The task » Using the records below, count the lines with "UnknownArg" in them. Give the number only.

Data under study »
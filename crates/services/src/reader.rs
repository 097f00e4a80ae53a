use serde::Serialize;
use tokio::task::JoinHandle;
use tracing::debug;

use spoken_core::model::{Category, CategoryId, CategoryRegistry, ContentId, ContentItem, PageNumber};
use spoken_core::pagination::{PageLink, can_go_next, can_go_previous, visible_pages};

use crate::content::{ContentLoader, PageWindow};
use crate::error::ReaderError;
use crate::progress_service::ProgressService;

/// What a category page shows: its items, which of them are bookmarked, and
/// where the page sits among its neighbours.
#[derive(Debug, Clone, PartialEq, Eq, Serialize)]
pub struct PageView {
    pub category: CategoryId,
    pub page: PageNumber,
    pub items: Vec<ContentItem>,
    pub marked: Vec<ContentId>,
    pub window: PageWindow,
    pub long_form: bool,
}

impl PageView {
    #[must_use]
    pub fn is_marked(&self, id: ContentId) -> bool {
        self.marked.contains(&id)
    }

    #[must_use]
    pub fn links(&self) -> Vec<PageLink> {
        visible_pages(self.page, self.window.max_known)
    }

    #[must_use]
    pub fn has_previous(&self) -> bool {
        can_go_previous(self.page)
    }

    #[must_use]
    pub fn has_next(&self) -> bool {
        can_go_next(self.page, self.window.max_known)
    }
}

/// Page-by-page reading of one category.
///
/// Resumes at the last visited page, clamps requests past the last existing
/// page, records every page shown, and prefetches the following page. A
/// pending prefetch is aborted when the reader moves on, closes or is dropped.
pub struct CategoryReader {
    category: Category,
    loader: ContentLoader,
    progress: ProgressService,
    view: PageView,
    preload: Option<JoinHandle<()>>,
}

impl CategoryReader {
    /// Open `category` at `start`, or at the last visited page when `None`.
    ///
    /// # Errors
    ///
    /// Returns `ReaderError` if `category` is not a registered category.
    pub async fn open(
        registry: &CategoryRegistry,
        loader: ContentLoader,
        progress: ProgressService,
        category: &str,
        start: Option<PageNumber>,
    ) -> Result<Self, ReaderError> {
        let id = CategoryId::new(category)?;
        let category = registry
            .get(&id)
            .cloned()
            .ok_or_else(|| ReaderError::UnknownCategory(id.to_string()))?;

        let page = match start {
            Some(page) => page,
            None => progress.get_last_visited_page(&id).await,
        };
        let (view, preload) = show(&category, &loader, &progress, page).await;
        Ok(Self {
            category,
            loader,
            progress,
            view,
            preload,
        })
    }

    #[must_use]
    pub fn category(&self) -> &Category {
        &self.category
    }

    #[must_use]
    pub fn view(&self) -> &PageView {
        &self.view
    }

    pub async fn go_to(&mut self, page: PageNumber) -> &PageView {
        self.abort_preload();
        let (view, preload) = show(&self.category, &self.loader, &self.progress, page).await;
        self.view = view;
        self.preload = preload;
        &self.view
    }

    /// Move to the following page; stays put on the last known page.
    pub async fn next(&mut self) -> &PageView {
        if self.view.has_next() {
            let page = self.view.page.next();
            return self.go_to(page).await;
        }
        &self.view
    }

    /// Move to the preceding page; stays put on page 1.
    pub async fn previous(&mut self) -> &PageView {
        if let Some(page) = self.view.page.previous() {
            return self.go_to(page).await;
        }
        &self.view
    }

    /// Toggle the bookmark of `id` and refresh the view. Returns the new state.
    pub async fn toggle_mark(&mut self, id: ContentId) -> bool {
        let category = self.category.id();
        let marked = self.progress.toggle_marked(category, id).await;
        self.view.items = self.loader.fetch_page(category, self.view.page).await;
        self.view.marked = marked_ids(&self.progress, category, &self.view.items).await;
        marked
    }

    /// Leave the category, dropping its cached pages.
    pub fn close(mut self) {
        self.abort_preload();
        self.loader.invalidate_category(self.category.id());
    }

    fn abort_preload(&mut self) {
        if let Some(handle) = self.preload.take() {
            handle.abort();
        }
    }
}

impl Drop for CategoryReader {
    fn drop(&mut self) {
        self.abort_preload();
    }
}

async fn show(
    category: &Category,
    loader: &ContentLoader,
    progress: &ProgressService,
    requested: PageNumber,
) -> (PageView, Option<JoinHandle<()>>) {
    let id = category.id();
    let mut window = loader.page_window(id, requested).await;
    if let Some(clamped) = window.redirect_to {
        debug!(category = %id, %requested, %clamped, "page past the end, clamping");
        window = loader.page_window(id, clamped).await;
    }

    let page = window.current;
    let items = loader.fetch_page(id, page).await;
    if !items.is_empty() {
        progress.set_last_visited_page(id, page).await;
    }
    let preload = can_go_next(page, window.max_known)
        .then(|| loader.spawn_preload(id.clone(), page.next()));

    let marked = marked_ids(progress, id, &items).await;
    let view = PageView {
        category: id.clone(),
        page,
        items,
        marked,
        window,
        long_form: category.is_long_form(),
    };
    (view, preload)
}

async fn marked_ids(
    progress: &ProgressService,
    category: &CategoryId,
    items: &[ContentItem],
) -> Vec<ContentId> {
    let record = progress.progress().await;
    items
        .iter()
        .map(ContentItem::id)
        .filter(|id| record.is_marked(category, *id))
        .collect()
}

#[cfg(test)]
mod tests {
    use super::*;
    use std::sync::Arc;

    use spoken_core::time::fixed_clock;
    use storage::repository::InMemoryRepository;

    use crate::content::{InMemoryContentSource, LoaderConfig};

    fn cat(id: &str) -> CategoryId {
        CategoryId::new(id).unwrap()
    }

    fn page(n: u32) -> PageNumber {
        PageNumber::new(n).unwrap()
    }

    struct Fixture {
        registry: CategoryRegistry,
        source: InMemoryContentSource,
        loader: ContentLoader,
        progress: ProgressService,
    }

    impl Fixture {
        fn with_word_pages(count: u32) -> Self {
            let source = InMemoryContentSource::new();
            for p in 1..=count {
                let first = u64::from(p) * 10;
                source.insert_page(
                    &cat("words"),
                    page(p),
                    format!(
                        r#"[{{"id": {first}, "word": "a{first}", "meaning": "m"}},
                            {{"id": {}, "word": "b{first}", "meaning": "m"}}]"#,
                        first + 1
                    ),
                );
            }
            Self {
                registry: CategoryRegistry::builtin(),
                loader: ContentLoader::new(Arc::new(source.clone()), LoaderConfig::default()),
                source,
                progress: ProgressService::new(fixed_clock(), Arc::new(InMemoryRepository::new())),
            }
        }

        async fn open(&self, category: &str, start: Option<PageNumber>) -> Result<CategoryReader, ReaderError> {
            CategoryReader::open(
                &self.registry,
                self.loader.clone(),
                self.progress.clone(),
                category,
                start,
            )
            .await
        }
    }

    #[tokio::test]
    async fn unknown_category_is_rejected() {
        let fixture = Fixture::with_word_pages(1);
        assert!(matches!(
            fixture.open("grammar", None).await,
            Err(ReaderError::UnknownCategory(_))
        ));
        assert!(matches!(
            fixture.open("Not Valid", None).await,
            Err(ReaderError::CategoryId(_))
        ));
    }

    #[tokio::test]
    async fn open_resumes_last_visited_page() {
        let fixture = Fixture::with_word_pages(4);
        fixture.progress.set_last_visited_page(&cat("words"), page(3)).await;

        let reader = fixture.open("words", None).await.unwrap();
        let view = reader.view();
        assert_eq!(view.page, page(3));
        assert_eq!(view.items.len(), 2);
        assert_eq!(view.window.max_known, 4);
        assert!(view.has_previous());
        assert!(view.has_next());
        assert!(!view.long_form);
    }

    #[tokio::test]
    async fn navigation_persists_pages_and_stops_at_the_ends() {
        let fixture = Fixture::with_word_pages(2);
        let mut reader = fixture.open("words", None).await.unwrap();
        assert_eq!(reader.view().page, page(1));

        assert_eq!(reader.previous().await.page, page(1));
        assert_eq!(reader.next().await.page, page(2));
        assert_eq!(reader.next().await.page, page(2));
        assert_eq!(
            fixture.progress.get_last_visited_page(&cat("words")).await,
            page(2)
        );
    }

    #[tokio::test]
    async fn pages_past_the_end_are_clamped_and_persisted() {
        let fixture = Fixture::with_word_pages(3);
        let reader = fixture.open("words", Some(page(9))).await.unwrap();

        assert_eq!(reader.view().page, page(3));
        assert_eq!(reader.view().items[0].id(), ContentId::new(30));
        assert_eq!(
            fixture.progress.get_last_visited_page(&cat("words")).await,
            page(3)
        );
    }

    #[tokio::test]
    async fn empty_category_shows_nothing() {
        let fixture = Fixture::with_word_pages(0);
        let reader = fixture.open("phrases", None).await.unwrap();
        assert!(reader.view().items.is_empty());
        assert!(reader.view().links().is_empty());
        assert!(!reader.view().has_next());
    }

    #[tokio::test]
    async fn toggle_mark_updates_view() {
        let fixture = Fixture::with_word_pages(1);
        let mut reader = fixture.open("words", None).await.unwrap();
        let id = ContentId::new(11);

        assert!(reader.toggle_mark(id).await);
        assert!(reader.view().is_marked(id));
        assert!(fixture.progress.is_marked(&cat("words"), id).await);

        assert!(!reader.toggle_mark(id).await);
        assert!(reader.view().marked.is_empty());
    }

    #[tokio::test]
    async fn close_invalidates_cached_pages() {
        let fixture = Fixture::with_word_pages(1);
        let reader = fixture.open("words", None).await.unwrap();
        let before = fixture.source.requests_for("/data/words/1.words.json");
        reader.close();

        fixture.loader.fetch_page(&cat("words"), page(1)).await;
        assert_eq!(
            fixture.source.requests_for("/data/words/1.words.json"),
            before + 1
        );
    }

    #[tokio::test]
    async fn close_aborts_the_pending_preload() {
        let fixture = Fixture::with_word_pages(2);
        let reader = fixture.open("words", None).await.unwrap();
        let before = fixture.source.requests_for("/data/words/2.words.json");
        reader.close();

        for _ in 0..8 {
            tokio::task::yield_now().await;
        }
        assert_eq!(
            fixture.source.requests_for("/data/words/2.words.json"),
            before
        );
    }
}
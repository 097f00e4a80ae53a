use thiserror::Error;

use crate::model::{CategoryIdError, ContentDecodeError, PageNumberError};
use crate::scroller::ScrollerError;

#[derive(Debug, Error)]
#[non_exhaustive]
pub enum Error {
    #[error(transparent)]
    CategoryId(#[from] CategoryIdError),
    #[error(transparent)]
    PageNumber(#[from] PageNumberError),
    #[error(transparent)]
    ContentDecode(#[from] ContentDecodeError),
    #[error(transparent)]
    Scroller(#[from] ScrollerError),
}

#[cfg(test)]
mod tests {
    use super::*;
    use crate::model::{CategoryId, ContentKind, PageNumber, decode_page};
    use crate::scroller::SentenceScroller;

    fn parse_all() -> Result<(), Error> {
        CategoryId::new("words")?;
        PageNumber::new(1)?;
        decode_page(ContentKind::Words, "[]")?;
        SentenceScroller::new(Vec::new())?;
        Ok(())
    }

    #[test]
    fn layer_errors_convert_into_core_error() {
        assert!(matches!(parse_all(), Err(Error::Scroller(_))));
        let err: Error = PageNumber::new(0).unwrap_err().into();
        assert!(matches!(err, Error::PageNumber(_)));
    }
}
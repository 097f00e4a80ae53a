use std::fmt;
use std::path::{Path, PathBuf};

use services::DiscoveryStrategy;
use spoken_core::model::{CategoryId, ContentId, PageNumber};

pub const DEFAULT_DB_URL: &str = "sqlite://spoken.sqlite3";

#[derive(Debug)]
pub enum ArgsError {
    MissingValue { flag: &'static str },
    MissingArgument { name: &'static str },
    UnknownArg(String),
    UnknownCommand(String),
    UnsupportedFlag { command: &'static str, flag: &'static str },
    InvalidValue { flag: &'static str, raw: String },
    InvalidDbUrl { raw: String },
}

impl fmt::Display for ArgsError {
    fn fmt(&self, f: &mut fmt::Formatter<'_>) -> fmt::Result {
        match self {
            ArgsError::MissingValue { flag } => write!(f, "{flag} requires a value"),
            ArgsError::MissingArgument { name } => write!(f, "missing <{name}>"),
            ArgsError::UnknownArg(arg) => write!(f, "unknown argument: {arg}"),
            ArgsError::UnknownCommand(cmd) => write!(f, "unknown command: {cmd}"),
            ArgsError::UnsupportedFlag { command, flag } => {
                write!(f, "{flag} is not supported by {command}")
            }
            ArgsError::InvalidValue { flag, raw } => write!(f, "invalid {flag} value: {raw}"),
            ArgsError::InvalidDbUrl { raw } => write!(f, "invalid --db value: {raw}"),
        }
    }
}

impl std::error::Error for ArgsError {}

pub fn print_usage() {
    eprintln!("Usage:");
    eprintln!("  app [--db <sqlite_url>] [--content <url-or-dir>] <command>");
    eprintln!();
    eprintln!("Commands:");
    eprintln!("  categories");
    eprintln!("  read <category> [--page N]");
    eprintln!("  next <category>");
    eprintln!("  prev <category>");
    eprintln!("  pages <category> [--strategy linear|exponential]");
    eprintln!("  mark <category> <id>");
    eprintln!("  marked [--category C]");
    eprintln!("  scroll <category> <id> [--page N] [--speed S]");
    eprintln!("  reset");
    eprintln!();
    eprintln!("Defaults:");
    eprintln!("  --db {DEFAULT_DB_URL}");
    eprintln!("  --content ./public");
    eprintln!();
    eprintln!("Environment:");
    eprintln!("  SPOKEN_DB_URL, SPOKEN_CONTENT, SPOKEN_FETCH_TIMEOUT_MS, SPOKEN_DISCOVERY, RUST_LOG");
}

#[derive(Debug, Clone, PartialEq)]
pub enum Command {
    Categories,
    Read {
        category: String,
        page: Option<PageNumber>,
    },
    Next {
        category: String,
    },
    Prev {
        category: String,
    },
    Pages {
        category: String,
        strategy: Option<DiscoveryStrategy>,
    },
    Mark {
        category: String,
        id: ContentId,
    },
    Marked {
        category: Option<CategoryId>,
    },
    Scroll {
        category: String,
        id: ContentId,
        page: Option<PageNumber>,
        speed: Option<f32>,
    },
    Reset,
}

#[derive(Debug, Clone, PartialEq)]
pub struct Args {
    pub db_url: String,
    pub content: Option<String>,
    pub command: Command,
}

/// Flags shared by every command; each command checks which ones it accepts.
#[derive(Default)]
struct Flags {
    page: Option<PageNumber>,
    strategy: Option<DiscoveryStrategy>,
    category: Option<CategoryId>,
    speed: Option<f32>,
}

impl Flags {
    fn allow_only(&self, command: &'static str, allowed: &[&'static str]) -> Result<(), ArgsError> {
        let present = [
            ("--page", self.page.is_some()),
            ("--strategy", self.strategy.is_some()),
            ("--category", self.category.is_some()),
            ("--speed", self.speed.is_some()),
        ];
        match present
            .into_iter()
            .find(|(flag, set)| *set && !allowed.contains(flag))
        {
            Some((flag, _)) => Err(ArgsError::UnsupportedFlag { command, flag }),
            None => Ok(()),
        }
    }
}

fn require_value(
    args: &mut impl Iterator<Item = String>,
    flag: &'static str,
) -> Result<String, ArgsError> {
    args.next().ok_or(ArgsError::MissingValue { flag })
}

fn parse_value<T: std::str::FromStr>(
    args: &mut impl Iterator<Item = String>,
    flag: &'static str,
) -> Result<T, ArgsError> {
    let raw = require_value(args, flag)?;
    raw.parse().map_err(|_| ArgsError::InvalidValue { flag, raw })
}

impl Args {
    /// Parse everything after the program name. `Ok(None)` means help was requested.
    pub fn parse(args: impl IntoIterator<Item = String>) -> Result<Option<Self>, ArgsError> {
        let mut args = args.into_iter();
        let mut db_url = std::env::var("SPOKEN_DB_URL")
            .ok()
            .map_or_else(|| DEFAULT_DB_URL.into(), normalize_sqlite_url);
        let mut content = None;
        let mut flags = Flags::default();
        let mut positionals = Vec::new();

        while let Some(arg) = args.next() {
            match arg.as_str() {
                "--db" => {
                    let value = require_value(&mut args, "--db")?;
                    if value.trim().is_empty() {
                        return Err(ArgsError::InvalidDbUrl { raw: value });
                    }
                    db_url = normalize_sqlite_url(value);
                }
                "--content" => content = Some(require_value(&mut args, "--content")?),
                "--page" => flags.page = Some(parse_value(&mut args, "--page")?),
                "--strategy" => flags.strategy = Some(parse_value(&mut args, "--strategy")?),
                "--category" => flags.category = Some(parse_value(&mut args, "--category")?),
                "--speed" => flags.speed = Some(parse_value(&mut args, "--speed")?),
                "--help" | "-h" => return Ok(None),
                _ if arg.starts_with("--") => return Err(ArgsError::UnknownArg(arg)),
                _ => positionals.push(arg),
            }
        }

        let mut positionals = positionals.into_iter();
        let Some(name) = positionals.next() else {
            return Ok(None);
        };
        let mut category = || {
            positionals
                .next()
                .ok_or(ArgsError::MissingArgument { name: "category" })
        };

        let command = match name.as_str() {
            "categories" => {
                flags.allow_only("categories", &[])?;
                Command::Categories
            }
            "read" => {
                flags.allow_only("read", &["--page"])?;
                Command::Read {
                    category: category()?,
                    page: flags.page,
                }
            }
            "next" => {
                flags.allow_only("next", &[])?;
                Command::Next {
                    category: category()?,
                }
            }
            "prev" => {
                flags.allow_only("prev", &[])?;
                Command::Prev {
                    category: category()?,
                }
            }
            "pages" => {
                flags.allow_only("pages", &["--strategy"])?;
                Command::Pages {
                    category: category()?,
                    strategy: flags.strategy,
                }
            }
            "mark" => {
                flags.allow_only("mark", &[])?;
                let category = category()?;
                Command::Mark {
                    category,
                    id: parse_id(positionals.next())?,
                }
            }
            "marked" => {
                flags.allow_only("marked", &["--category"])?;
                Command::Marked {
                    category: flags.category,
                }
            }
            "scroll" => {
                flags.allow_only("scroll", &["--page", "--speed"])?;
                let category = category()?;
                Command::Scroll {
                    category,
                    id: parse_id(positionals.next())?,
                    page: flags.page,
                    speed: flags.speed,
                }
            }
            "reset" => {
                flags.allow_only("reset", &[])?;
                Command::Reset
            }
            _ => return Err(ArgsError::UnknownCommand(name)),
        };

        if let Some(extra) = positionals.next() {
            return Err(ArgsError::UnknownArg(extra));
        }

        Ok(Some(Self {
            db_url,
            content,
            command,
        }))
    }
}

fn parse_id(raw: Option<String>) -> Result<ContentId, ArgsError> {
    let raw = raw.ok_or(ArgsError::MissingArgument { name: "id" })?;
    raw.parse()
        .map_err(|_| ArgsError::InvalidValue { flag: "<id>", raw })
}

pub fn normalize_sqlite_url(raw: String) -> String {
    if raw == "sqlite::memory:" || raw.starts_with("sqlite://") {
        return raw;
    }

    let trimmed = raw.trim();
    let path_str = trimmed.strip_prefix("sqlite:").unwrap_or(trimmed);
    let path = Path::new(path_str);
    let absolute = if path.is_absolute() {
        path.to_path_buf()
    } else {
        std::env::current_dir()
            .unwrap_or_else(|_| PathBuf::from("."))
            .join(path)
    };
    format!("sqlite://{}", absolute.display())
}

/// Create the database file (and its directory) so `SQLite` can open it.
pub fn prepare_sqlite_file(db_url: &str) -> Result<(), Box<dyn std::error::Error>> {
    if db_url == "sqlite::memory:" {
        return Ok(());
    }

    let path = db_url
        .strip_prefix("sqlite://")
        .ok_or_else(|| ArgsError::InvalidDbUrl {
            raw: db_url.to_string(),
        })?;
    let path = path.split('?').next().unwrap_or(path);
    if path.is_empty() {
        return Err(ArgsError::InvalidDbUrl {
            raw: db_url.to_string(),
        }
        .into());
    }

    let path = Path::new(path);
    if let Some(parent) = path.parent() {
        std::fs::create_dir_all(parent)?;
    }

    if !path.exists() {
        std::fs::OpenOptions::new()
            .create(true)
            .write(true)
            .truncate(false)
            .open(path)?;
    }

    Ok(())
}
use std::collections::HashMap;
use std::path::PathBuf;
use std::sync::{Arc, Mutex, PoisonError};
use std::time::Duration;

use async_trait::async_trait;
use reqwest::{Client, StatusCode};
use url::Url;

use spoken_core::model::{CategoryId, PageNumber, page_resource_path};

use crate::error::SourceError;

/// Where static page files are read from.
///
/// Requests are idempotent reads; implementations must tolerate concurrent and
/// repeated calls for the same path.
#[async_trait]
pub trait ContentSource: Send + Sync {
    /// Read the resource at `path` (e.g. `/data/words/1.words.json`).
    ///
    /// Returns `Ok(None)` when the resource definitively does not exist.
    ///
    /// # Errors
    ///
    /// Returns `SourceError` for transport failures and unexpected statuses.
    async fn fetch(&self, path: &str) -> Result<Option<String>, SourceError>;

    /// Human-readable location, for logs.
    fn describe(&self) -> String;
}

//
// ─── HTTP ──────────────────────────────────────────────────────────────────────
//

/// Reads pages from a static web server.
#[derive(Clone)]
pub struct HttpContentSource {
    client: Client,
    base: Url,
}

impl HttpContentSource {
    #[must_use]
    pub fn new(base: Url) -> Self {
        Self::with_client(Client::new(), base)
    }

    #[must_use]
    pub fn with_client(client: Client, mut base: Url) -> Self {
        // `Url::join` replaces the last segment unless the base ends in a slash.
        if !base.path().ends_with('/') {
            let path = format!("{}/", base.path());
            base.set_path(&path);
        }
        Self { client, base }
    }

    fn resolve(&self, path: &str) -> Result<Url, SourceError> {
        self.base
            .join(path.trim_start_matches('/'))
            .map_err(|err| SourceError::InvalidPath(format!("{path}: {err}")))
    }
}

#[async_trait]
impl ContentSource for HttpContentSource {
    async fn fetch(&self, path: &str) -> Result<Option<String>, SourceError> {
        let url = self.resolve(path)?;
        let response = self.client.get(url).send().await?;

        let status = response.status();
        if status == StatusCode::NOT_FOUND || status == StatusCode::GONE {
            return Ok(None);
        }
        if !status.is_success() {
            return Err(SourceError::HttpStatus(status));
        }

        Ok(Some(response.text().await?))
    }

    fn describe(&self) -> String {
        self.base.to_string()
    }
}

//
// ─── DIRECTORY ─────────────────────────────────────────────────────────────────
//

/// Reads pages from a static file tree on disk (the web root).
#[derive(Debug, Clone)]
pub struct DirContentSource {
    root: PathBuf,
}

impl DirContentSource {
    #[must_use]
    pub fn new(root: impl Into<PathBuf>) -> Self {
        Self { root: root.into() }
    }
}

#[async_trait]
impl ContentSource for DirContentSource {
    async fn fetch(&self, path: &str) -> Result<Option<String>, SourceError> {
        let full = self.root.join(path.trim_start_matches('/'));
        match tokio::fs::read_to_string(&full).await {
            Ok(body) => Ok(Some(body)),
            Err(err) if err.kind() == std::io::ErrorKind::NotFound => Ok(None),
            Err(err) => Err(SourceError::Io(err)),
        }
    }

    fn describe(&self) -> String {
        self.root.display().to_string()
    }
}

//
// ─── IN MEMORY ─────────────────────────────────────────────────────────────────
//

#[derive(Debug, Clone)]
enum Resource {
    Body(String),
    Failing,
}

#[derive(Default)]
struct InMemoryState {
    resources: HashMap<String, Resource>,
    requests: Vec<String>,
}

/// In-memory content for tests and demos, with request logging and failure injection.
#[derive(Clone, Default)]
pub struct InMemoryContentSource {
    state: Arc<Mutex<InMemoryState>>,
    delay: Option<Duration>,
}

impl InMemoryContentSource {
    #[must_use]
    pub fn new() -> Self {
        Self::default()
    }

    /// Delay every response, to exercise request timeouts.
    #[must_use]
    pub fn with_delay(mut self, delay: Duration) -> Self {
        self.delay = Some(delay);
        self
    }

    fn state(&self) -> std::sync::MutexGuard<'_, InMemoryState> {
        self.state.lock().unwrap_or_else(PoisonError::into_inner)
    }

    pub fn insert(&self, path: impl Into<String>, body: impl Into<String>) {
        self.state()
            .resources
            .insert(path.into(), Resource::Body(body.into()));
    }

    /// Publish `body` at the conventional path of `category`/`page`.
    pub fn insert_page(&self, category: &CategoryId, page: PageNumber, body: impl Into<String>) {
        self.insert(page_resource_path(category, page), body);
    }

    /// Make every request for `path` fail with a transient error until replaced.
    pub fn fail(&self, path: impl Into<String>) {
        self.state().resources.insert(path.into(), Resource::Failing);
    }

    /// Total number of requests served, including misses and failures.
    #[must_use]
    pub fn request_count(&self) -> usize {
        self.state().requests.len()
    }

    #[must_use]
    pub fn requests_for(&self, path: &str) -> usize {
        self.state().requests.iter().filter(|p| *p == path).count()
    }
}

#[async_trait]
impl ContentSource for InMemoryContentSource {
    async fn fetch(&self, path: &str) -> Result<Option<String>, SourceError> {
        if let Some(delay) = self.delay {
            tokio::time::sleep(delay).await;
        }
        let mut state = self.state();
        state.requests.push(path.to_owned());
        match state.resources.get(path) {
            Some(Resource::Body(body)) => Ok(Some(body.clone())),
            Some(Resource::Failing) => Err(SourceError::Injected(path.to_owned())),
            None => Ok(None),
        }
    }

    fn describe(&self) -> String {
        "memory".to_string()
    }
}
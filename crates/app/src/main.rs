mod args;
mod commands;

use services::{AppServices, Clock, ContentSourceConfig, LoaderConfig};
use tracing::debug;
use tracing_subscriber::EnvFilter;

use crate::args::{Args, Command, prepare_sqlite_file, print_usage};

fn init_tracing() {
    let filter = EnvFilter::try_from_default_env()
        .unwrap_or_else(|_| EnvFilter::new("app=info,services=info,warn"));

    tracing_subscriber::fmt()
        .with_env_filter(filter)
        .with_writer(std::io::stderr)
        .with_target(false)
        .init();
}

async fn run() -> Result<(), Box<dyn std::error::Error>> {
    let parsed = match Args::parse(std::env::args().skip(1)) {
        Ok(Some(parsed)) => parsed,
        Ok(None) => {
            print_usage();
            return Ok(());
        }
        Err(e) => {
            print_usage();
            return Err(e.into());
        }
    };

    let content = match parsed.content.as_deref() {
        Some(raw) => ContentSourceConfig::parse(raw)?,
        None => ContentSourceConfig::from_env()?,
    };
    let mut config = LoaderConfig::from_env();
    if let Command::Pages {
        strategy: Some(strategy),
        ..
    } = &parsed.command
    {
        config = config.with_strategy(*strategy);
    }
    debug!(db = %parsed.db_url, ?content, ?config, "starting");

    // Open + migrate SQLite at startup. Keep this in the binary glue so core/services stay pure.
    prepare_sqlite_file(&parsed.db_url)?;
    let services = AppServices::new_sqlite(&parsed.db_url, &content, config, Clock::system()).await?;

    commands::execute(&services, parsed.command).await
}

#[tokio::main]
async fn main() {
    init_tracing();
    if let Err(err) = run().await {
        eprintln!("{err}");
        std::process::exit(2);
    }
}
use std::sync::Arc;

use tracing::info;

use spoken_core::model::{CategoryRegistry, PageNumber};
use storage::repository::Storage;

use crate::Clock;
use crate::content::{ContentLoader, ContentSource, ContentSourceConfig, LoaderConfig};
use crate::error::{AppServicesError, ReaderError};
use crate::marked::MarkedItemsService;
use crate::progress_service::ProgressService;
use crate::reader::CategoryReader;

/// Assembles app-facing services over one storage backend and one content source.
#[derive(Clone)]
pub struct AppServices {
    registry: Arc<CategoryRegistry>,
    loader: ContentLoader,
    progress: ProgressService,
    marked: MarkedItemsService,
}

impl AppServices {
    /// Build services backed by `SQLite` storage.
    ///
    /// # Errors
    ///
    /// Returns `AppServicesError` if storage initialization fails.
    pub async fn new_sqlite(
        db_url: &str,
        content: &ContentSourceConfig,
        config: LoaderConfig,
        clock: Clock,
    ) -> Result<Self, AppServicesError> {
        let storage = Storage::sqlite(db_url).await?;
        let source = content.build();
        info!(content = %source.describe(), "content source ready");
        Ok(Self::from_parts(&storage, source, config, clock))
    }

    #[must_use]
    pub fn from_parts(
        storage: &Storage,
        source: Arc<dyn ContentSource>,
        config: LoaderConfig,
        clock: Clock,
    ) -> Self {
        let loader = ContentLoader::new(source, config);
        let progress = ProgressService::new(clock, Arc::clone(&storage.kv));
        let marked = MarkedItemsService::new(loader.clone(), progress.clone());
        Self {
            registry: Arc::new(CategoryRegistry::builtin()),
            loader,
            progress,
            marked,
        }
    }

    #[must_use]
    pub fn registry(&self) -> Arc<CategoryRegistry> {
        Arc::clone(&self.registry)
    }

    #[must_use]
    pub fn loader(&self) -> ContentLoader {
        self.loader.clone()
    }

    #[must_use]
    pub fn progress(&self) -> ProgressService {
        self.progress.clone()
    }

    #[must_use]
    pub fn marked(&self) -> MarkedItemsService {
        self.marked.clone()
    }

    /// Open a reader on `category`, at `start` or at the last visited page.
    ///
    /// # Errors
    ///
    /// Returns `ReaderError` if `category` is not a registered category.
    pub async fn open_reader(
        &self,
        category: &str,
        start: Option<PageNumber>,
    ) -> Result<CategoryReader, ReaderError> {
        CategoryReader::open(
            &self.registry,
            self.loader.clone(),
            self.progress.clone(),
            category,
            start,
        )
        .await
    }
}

Result of the task » 4